From time immemorial there have been human beings who have believed that they could construct, individually or collectively, a better world for themselves than that which they had inherited. Quite a lot of them also came to believe that in the course of so doing it might be possible to remake themselves as different if not better people. I count myself among those who believe in both these propositions. In
Rebel Cities
, for example, I argued that ‘the question of what kind of city we want cannot be divorced from the question of what kind of people we want to be, what kinds of social relations we seek, what relations to nature we cherish, what style of life we desire, what aesthetic values we hold’. The right to the city, I wrote, is ‘far more than a right of individual or group access to the resources that the city embodies: it is a right to change and re-invent the city more after our heart’s desire … The freedom to make and remake ourselves and our cities is … one of the most precious yet most neglected of our human rights.’
1
Perhaps for this intuitive reason, the city has been the focus throughout its history of an immense outpouring of utopian desires for happier futures and less alienating times.

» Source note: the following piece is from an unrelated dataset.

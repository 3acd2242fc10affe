pub mod auth;
pub mod error;
pub mod requests;
pub mod responses;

The belief that we can through conscious thought and action change both the world we live in and ourselves for the better defines a humanist tradition. The secular version of this tradition overlaps
with and has often been inspired by religious teachings on dignity, tolerance, compassion, love and respect for others. Humanism, both religious and secular, is a world view that measures its achievements in terms of the liberation of human potentialities, capacities and powers. It subscribes to the Aristotelian vision of the uninhibited flourishing of individuals and the construction of ‘the good life’. Or, as one contemporary Renaissance man, Peter Buffett defines it, a world which guarantees to individuals ‘the true flourishing of his or her nature or the opportunity to live a joyful and fulfilled life’.
2
This tradition of thought and action has waxed and waned from time to time and from place to place but never seems to die. It has had to compete, of course, with more orthodox doctrines that variously assign our fates and fortunes to the gods, to a specific creator and deity, to the blind forces of nature, to social evolutionary laws enforced through genetic legacies and mutations, by iron laws of economics that dictate the course of technological evolution, or to some hidden teleology dictated by the world spirit. Humanism also has its excesses and its dark side. The somewhat libertine character of Renaissance humanism led one of its leading exponents, Erasmus, to worry that the Judaeo-Christian tradition was being traded in for those of Epicurus. Humanism has sometimes lapsed into a Promethean and anthropocentric view of human capacities and powers in relationship to everything that exists – including nature – even to the point where some deluded beings believe that we, being next to God, are
Übermenschen
having dominion over the universe. This form of humanism becomes even more pernicious when identifiable groups in a population are not considered worthy of being considered human. This was the fate of many indigenous populations in the Americas as they faced colonial settlers. Designated as ‘savages’, they were considered a part of nature and not a part of humanity. Such tendencies are alive and well in certain circles, leading the radical feminist Catherine MacKinnon to write a book on the question,
Are Women Human?
3
That such exclusions have in many people’s eyes a systematic and generic character in modern society is indicated by the popularity of Giorgio Agamben’s formulation of ‘the state of
exception’ in which so many people now exist in the world (with the inhabitants of Guantanamo Bay being a prime example).